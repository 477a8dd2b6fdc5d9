//! tubedrop - HTTP service for downloading YouTube media
//!
//! All media work is delegated to `yt-dlp` and `ffmpeg`; this crate
//! orchestrates them per request, relays the result to the client and
//! guarantees that no temporary file outlives its request.
//!
//! # Module Structure
//!
//! - `core`: Configuration, errors, logging, process helpers, readiness and the HTTP server
//! - `download`: Request model, yt-dlp acquisition, thumbnails, orchestration and relay
//! - `conversion`: ffmpeg post-processing (320 kbps MP3, cover art)

pub mod cli;
pub mod conversion;
pub mod core;
pub mod download;

// Re-export commonly used types for convenience
pub use crate::core::{config, AppError, AppResult, Settings};
pub use download::{handle_download, DownloadRequest};
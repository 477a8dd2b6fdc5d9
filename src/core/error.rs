use axum::http::StatusCode;
use axum::response::{IntoResponse, Json, Response};
use serde_json::json;
use thiserror::Error;

/// Centralized error types for the application
///
/// Every failure a download request can hit is converted to this enum, which
/// maps one-to-one onto the HTTP status returned to the client.
///
/// # Example
///
/// ```
/// use tubedrop::core::error::AppError;
///
/// let err = AppError::InvalidArgument("Invalid video ID".into());
/// assert_eq!(err.status_code().as_u16(), 400);
/// ```
#[derive(Error, Debug)]
pub enum AppError {
    /// Malformed client input (bad video id, unknown media type)
    #[error("{0}")]
    InvalidArgument(String),

    /// Title lookup failed, so no response filename can be built
    #[error("{0}")]
    UpstreamUnavailable(String),

    /// yt-dlp exited non-zero, timed out or produced no file
    #[error("{0}")]
    DownloadFailed(String),

    /// yt-dlp reported that no format matches the requested selector
    #[error("{0}")]
    NoFormatFound(String),

    /// ffmpeg could not normalize the downloaded audio
    #[error("{0}")]
    TranscodeFailed(String),

    /// Startup setup has not completed (or failed), downloads are refused
    #[error("{0}")]
    ServiceInitializing(String),

    /// HTTP client errors
    #[error("HTTP error: {0}")]
    Http(#[from] reqwest::Error),

    /// IO errors
    #[error("IO error: {0}")]
    Io(#[from] std::io::Error),
}

/// Type alias for Result with AppError
pub type AppResult<T> = Result<T, AppError>;

impl AppError {
    /// HTTP status this error is reported with.
    pub fn status_code(&self) -> StatusCode {
        match self {
            AppError::InvalidArgument(_) => StatusCode::BAD_REQUEST,
            AppError::NoFormatFound(_) => StatusCode::NOT_FOUND,
            AppError::ServiceInitializing(_) => StatusCode::SERVICE_UNAVAILABLE,
            AppError::UpstreamUnavailable(_)
            | AppError::DownloadFailed(_)
            | AppError::TranscodeFailed(_)
            | AppError::Http(_)
            | AppError::Io(_) => StatusCode::INTERNAL_SERVER_ERROR,
        }
    }

    /// Short label for logs.
    pub fn kind(&self) -> &'static str {
        match self {
            AppError::InvalidArgument(_) => "invalid_argument",
            AppError::UpstreamUnavailable(_) => "upstream_unavailable",
            AppError::DownloadFailed(_) => "download_failed",
            AppError::NoFormatFound(_) => "no_format_found",
            AppError::TranscodeFailed(_) => "transcode_failed",
            AppError::ServiceInitializing(_) => "service_initializing",
            AppError::Http(_) => "http",
            AppError::Io(_) => "io",
        }
    }
}

impl IntoResponse for AppError {
    fn into_response(self) -> Response {
        let status = self.status_code();
        if status.is_server_error() {
            log::error!("Request failed ({}): {}", self.kind(), self);
        } else {
            log::warn!("Request rejected ({}): {}", self.kind(), self);
        }
        (status, Json(json!({ "error": self.to_string() }))).into_response()
    }
}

........

What the task requires:
All lines from the opening of the material through the line that contains "orchestration and relay" are to be printed exactly, with no others.

Exercise solution:
repository 477a8dd2b6fdc5d9
//! tubedrop - HTTP service for downloading YouTube media
//!
//! All media work is delegated to `yt-dlp` and `ffmpeg`; this crate
//! orchestrates them per request, relays the result to the client and
//! guarantees that no temporary file outlives its request.
//!
//! # Module Structure
//!
//! - `core`: Configuration, errors, logging, process helpers, readiness and the HTTP server
//! - `download`: Request model, yt-dlp acquisition, thumbnails, orchestration and relay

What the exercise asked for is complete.